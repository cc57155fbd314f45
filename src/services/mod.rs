//! Building blocks composed by the CLI commands

pub mod hub;
pub mod images;
pub mod ports;
pub mod registry;
pub mod resolver;
pub mod template;

pub use hub::{HubRepository, HubSync, LocalHub};
pub use images::ImageInspector;
pub use ports::PortAllocator;
pub use registry::{JsonRegistry, MemoryRegistry, ProjectMap, ProjectStore};
pub use resolver::{compose_file_for, resolve_project, ResolvedProject};
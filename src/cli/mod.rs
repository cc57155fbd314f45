pub mod config;
pub mod init;
pub mod list;
pub mod start_stop;
pub mod update;
//! Spinner shown while a captured command or a network step runs

use indicatif::{ProgressBar, ProgressStyle};
use std::time::Duration;

/// Start a steady spinner with `message`. Hidden when stderr is not a terminal.
pub fn start(message: impl Into<String>) -> ProgressBar {
    let pb = ProgressBar::new_spinner();
    pb.set_style(
        ProgressStyle::default_spinner()
            .template("{spinner:.cyan} {msg}")
            .unwrap_or_else(|_| ProgressStyle::default_spinner())
            .tick_chars("⠁⠂⠄⡀⢀⠠⠐⠈ "),
    );
    pb.set_message(message.into());
    pb.enable_steady_tick(Duration::from_millis(100));
    pb
}
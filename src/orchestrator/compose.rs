use super::process_runner::{Invocation, ProcessRunner};
use crate::Result;
use colored::Colorize;
use std::path::Path;

#[derive(Debug, Clone, Copy, PartialEq, Eq)]
pub enum ComposeAction {
    Up,
    Down,
    Pull,
}

/// Thin wrapper building `docker-compose -f <file> ...` command lines
pub struct Compose<'a> {
    runner: &'a dyn ProcessRunner,
    binary: String,
}

impl<'a> Compose<'a> {
    pub fn new(runner: &'a dyn ProcessRunner, binary: impl Into<String>) -> Self {
        Self {
            runner,
            binary: binary.into(),
        }
    }

    /// Command for `action`, run from the compose file's directory
    pub fn invocation(
        &self,
        file: &Path,
        action: ComposeAction,
        services: &[String],
    ) -> Invocation {
        let mut invocation = Invocation::new(&self.binary)
            .arg("-f")
            .arg(file.display().to_string());
        invocation = match action {
            ComposeAction::Up => invocation.args(["up", "-d"]).args(services.iter().cloned()),
            ComposeAction::Down => invocation.arg("down").args(services.iter().cloned()),
            ComposeAction::Pull => invocation.arg("pull"),
        };
        if let Some(dir) = file.parent() {
            invocation = invocation.current_dir(dir);
        }
        invocation
    }

    /// Run with the terminal attached; a failing exit status is fatal
    pub fn run(&self, file: &Path, action: ComposeAction, services: &[String]) -> Result<()> {
        let invocation = self.invocation(file, action, services);
        let cwd = invocation
            .cwd
            .as_deref()
            .map(|dir| dir.display().to_string())
            .unwrap_or_else(|| ".".to_string());
        println!(
            "Running command {} in {}",
            invocation.to_string().yellow(),
            cwd.yellow()
        );

        self.runner.run(&invocation)?.into_result(&invocation)?;
        Ok(())
    }
}

#[cfg(test)]
mod tests {
    use super::*;
    use crate::orchestrator::process_runner::{RecordingRunner, RunOutcome};
    use std::path::PathBuf;

    #[test]
    fn test_up_without_services() {
        let runner = RecordingRunner::new();
        let compose = Compose::new(&runner, "docker-compose");
        let inv = compose.invocation(
            Path::new("/p/studio/docker-compose.yml"),
            ComposeAction::Up,
            &[],
        );

        assert_eq!(
            inv.to_string(),
            "docker-compose -f /p/studio/docker-compose.yml up -d"
        );
        assert_eq!(inv.cwd, Some(PathBuf::from("/p/studio")));
        assert!(!inv.capture);
    }

    #[test]
    fn test_down_with_services() {
        let runner = RecordingRunner::new();
        let compose = Compose::new(&runner, "docker-compose");
        let services = vec!["chronos".to_string(), "illustry".to_string()];
        let inv = compose.invocation(
            Path::new("/p/docker-compose.yml"),
            ComposeAction::Down,
            &services,
        );

        assert_eq!(
            inv.to_string(),
            "docker-compose -f /p/docker-compose.yml down chronos illustry"
        );
    }

    #[test]
    fn test_pull() {
        let runner = RecordingRunner::new();
        Compose::new(&runner, "docker-compose")
            .run(Path::new("/p/docker-compose.yml"), ComposeAction::Pull, &[])
            .unwrap();
        assert_eq!(
            runner.command_lines(),
            vec!["docker-compose -f /p/docker-compose.yml pull"]
        );
    }

    #[test]
    fn test_failing_compose_is_fatal() {
        let runner = RecordingRunner::new().then(RunOutcome {
            code: Some(1),
            ..Default::default()
        });
        let result = Compose::new(&runner, "docker-compose").run(
            Path::new("/p/docker-compose.yml"),
            ComposeAction::Up,
            &[],
        );
        assert!(result.is_err());
    }
}
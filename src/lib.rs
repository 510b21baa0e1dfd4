//! room-relay - WebRTC signaling relay for one-to-many rooms
//!
//! Streamers and viewers exchange SDP and ICE candidates with the relay over
//! a WebSocket; media flows through a Kurento media server that the relay
//! drives over JSON-RPC.

pub mod config;
pub mod error;
pub mod events;
pub mod gateway;
pub mod signaling;
pub mod state;
pub mod utils;
pub mod web;

pub use error::{AppError, Result};
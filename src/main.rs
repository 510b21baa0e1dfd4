use std::net::SocketAddr;
use std::path::PathBuf;
use std::sync::Arc;

use clap::{Parser, ValueEnum};
use tokio::sync::broadcast;
use tracing_subscriber::{layer::SubscriberExt, util::SubscriberInitExt};

use room_relay::config::{self, AppConfig};
use room_relay::events::EventBus;
use room_relay::gateway::KurentoGateway;
use room_relay::signaling::SignalingRelay;
use room_relay::state::AppState;
use room_relay::web;

/// Log level for the application
#[derive(Debug, Clone, Copy, Default, ValueEnum)]
enum LogLevel {
    Error,
    Warn,
    #[default]
    Info,
    Verbose,
    Debug,
    Trace,
}

/// room-relay command line arguments
#[derive(Parser, Debug)]
#[command(name = "room-relay")]
#[command(version, about = "WebRTC signaling relay for one-to-many rooms", long_about = None)]
struct CliArgs {
    /// Path to a TOML configuration file
    #[arg(short = 'c', long, value_name = "FILE")]
    config: Option<PathBuf>,

    /// Listen address (overrides config file)
    #[arg(short = 'a', long, value_name = "ADDRESS")]
    address: Option<String>,

    /// HTTP port (overrides config file)
    #[arg(short = 'p', long, value_name = "PORT")]
    http_port: Option<u16>,

    /// Kurento media server WebSocket URL
    #[arg(long, env = "KMS_URL", value_name = "URL")]
    kms_url: Option<String>,

    /// Log level (error, warn, info, verbose, debug, trace)
    #[arg(short = 'l', long, value_name = "LEVEL", default_value = "info")]
    log_level: LogLevel,

    /// Increase verbosity (-v for verbose, -vv for debug, -vvv for trace)
    #[arg(short = 'v', long, action = clap::ArgAction::Count)]
    verbose: u8,
}

#[tokio::main]
async fn main() -> anyhow::Result<()> {
    let args = CliArgs::parse();

    init_logging(args.log_level, args.verbose);

    tracing::info!("Starting room-relay v{}", env!("CARGO_PKG_VERSION"));

    let mut config = config::load_config(args.config.as_deref()).await?;
    apply_overrides(&mut config, &args);
    config::validate(&config)?;

    tracing::info!("Media server: {}", config.media.url);

    // Create shutdown channel
    let (shutdown_tx, _) = broadcast::channel::<()>(1);

    let events = Arc::new(EventBus::new());
    let gateway = Arc::new(KurentoGateway::new(config.media.clone()));
    let relay = Arc::new(SignalingRelay::new(
        gateway,
        events.clone(),
        config.media.negotiation_timeout(),
    ));

    let bind_addr: SocketAddr =
        format!("{}:{}", config.web.bind_address, config.web.http_port).parse()?;

    let state = AppState::new(config, relay, events, shutdown_tx.clone());
    let app = web::create_router(state.clone());

    let listener = tokio::net::TcpListener::bind(bind_addr).await?;
    tracing::info!("Starting HTTP server on {}", listener.local_addr()?);

    // Setup graceful shutdown
    let shutdown_signal = async move {
        if let Err(e) = tokio::signal::ctrl_c().await {
            tracing::error!("Failed to listen for CTRL+C: {}", e);
            std::future::pending::<()>().await;
        }
        tracing::info!("Shutdown signal received");
        let _ = shutdown_tx.send(());
    };

    if let Err(e) = axum::serve(listener, app)
        .with_graceful_shutdown(shutdown_signal)
        .await
    {
        tracing::error!("HTTP server error: {}", e);
    }

    cleanup(&state).await;

    tracing::info!("Server shutdown complete");
    Ok(())
}

/// Apply command line overrides on top of the loaded configuration
fn apply_overrides(config: &mut AppConfig, args: &CliArgs) {
    if let Some(addr) = &args.address {
        config.web.bind_address = addr.clone();
    }
    if let Some(port) = args.http_port {
        config.web.http_port = port;
    }
    if let Some(url) = &args.kms_url {
        config.media.url = url.clone();
    }
}

/// Initialize logging with tracing
fn init_logging(level: LogLevel, verbose_count: u8) {
    // Verbose count overrides log level
    let effective_level = match verbose_count {
        0 => level,
        1 => LogLevel::Verbose,
        2 => LogLevel::Debug,
        _ => LogLevel::Trace,
    };

    let filter = match effective_level {
        LogLevel::Error => "room_relay=error,tower_http=error",
        LogLevel::Warn => "room_relay=warn,tower_http=warn",
        LogLevel::Info => "room_relay=info,tower_http=info",
        LogLevel::Verbose => "room_relay=debug,tower_http=info",
        LogLevel::Debug => "room_relay=debug,tower_http=debug",
        LogLevel::Trace => "room_relay=trace,tower_http=debug",
    };

    // Environment variable takes highest priority
    let env_filter =
        tracing_subscriber::EnvFilter::try_from_default_env().unwrap_or_else(|_| filter.into());

    if let Err(err) = tracing_subscriber::registry()
        .with(env_filter)
        .with(tracing_subscriber::fmt::layer())
        .try_init()
    {
        eprintln!("failed to initialize tracing: {}", err);
    }
}

/// Release every room's media resources on shutdown
async fn cleanup(state: &Arc<AppState>) {
    let rooms = state.relay.registry().len();
    state.relay.shutdown().await;
    tracing::info!("Closed {} room(s)", rooms);
}
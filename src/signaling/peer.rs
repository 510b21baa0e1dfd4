use tokio::sync::mpsc::{self, error::TrySendError};
use tracing::warn;

use super::messages::ServerMessage;
use super::ConnectionId;

/// Outbound handle to one signaling connection
///
/// Cloned into room entries and candidate forwarders; the WebSocket task owns
/// the receiving half and writes whatever arrives to the socket.
#[derive(Clone, Debug)]
pub struct Peer {
    conn_id: ConnectionId,
    tx: mpsc::Sender<ServerMessage>,
}

impl Peer {
    pub fn new(conn_id: impl Into<ConnectionId>, tx: mpsc::Sender<ServerMessage>) -> Self {
        Self {
            conn_id: conn_id.into(),
            tx,
        }
    }

    /// Create a peer together with its receiving half
    pub fn channel(
        conn_id: impl Into<ConnectionId>,
        capacity: usize,
    ) -> (Self, mpsc::Receiver<ServerMessage>) {
        let (tx, rx) = mpsc::channel(capacity);
        (Self::new(conn_id, tx), rx)
    }

    pub fn id(&self) -> &str {
        &self.conn_id
    }

    /// Queue a message without waiting
    ///
    /// Returns false when the connection is gone or its queue is full.
    pub fn send(&self, msg: ServerMessage) -> bool {
        match self.tx.try_send(msg) {
            Ok(()) => true,
            Err(TrySendError::Full(msg)) => {
                warn!(
                    "Outbound queue full for connection {}, dropping {:?}",
                    self.conn_id, msg
                );
                false
            }
            Err(TrySendError::Closed(_)) => false,
        }
    }

    pub fn is_closed(&self) -> bool {
        self.tx.is_closed()
    }
}
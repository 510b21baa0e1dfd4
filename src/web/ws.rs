//! Room event stream at `/api/ws`
//!
//! Monitoring clients subscribe to topics (`room.opened`, `room.*`, `*`) and
//! receive matching [`RoomEvent`]s as JSON. The first subscription is answered
//! with a `room.snapshot` of every active room.

use axum::{
    extract::{
        ws::{Message, WebSocket, WebSocketUpgrade},
        State,
    },
    response::Response,
};
use futures::{SinkExt, StreamExt};
use serde::Deserialize;
use std::sync::Arc;
use std::time::Duration;
use tokio::sync::broadcast::error::RecvError;
use tracing::{debug, info, warn};

use crate::events::RoomEvent;
use crate::state::AppState;

/// Request sent by a monitoring client
#[derive(Debug, Deserialize)]
#[serde(tag = "type", content = "payload", rename_all = "lowercase")]
enum MonitorRequest {
    Subscribe { topics: Vec<String> },
    Unsubscribe { topics: Vec<String> },
    Ping,
}

/// Topic filter of one monitoring connection
#[derive(Debug, Default)]
struct Subscription {
    topics: Vec<String>,
    snapshot_sent: bool,
}

impl Subscription {
    /// Apply a client request; returns true when a snapshot is now due
    fn apply(&mut self, request: MonitorRequest) -> bool {
        match request {
            MonitorRequest::Subscribe { topics } => {
                info!("Event client subscribed to {:?}", topics);
                self.topics = topics;
            }
            MonitorRequest::Unsubscribe { topics } => {
                self.topics.retain(|t| !topics.contains(t));
            }
            MonitorRequest::Ping => debug!("Event client ping"),
        }

        if !self.snapshot_sent && !self.topics.is_empty() {
            self.snapshot_sent = true;
            return true;
        }
        false
    }

    fn wants(&self, event: &RoomEvent) -> bool {
        self.topics.iter().any(|topic| event.matches_topic(topic))
    }
}

/// WebSocket upgrade handler
pub async fn ws_handler(ws: WebSocketUpgrade, State(state): State<Arc<AppState>>) -> Response {
    ws.on_upgrade(move |socket| handle_socket(socket, state))
}

async fn handle_socket(socket: WebSocket, state: Arc<AppState>) {
    let (mut sender, mut receiver) = socket.split();
    let mut events = state.events.subscribe();
    let mut shutdown = state.shutdown_signal();
    let mut subscription = Subscription::default();
    let mut heartbeat = tokio::time::interval(Duration::from_secs(
        state.config.signaling.heartbeat_secs.max(1),
    ));

    info!("Event client connected");

    loop {
        let outgoing = tokio::select! {
            msg = receiver.next() => match msg {
                Some(Ok(Message::Text(text))) => {
                    match serde_json::from_str::<MonitorRequest>(&text) {
                        Ok(request) => subscription.apply(request).then(|| RoomEvent::Snapshot {
                            rooms: state.relay.rooms(),
                        }),
                        Err(e) => {
                            warn!("Ignoring malformed event client request: {}", e);
                            None
                        }
                    }
                }
                Some(Ok(Message::Close(_))) | None => break,
                Some(Err(e)) => {
                    warn!("Event client receive error: {}", e);
                    break;
                }
                _ => None,
            },
            event = events.recv() => match event {
                Ok(event) if subscription.wants(&event) => Some(event),
                Ok(_) => None,
                Err(RecvError::Lagged(n)) => {
                    warn!("Event client lagged by {} events", n);
                    Some(RoomEvent::Error {
                        message: format!("Lagged by {} events", n),
                    })
                }
                Err(RecvError::Closed) => break,
            },
            _ = heartbeat.tick() => {
                if sender.send(Message::Ping(vec![])).await.is_err() {
                    break;
                }
                None
            }
            _ = shutdown.recv() => {
                let _ = sender.send(Message::Close(None)).await;
                break;
            }
        };

        let Some(event) = outgoing else { continue };
        match serde_json::to_string(&event) {
            Ok(json) => {
                if sender.send(Message::Text(json)).await.is_err() {
                    break;
                }
            }
            Err(e) => warn!("Failed to serialize {}: {}", event.event_name(), e),
        }
    }

    info!("Event client disconnected");
}
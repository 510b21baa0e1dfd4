//! Log throttling utility
//!
//! Limits how often the same warning is recorded so a misbehaving client
//! cannot flood the log.

use parking_lot::Mutex;
use std::collections::HashMap;
use std::time::{Duration, Instant};

/// Log throttler that limits how often the same message is logged
///
/// # Example
///
/// ```rust
/// use room_relay::utils::LogThrottler;
///
/// let throttler = LogThrottler::with_secs(5);
///
/// assert!(throttler.should_log("invalid_message"));
/// assert!(!throttler.should_log("invalid_message"));
/// ```
pub struct LogThrottler {
    /// Map of message key to last log time
    last_logged: Mutex<HashMap<String, Instant>>,
    interval: Duration,
}

impl LogThrottler {
    pub fn new(interval: Duration) -> Self {
        Self {
            last_logged: Mutex::new(HashMap::new()),
            interval,
        }
    }

    pub fn with_secs(secs: u64) -> Self {
        Self::new(Duration::from_secs(secs))
    }

    /// Check if a message should be logged (not throttled)
    ///
    /// Returns `true` and records the time when the key was not logged within
    /// the interval.
    pub fn should_log(&self, key: &str) -> bool {
        let now = Instant::now();
        let mut map = self.last_logged.lock();

        if let Some(last) = map.get(key) {
            if now.duration_since(*last) < self.interval {
                return false;
            }
        }
        map.insert(key.to_string(), now);
        true
    }
}

impl Default for LogThrottler {
    /// Create a default log throttler with 5 second interval
    fn default() -> Self {
        Self::with_secs(5)
    }
}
------
**About this exercise:** Lines from the top of the entries above to the line that contains "let mut invocation" should be set down exactly, please, with both ends kept and nothing added.

**Task response:**
repository cc57155fbd314f45
filename src/services/mod.rs
//! Building blocks composed by the CLI commands

pub mod hub;
pub mod images;
pub mod ports;
pub mod registry;
pub mod resolver;
pub mod template;

pub use hub::{HubRepository, HubSync, LocalHub};
pub use images::ImageInspector;
pub use ports::PortAllocator;
pub use registry::{JsonRegistry, MemoryRegistry, ProjectMap, ProjectStore};
pub use resolver::{compose_file_for, resolve_project, ResolvedProject};
filename src/cli/mod.rs
repository cc57155fbd314f45
pub mod config;
pub mod init;
pub mod list;
pub mod start_stop;
pub mod update;
//! Spinner shown while a captured command or a network step runs

use indicatif::{ProgressBar, ProgressStyle};
use std::time::Duration;

/// Start a steady spinner with `message`. Hidden when stderr is not a terminal.
pub fn start(message: impl Into<String>) -> ProgressBar {
    let pb = ProgressBar::new_spinner();
    pb.set_style(
        ProgressStyle::default_spinner()
            .template("{spinner:.cyan} {msg}")
            .unwrap_or_else(|_| ProgressStyle::default_spinner())
            .tick_chars("⠁⠂⠄⡀⢀⠠⠐⠈ "),
    );
    pb.set_message(message.into());
    pb.enable_steady_tick(Duration::from_millis(100));
    pb
}
filename src/orchestrator/compose.rs
use super::process_runner::{Invocation, ProcessRunner};
use crate::Result;
use colored::Colorize;
use std::path::Path;

#[derive(Debug, Clone, Copy, PartialEq, Eq)]
pub enum ComposeAction {
    Up,
    Down,
    Pull,
}

/// Thin wrapper building `docker-compose -f <file> ...` command lines
pub struct Compose<'a> {
    runner: &'a dyn ProcessRunner,
    binary: String,
}

impl<'a> Compose<'a> {
    pub fn new(runner: &'a dyn ProcessRunner, binary: impl Into<String>) -> Self {
        Self {
            runner,
            binary: binary.into(),
        }
    }

    /// Command for `action`, run from the compose file's directory
    pub fn invocation(
        &self,
        file: &Path,
        action: ComposeAction,
        services: &[String],
    ) -> Invocation {
        let mut invocation = Invocation::new(&self.binary)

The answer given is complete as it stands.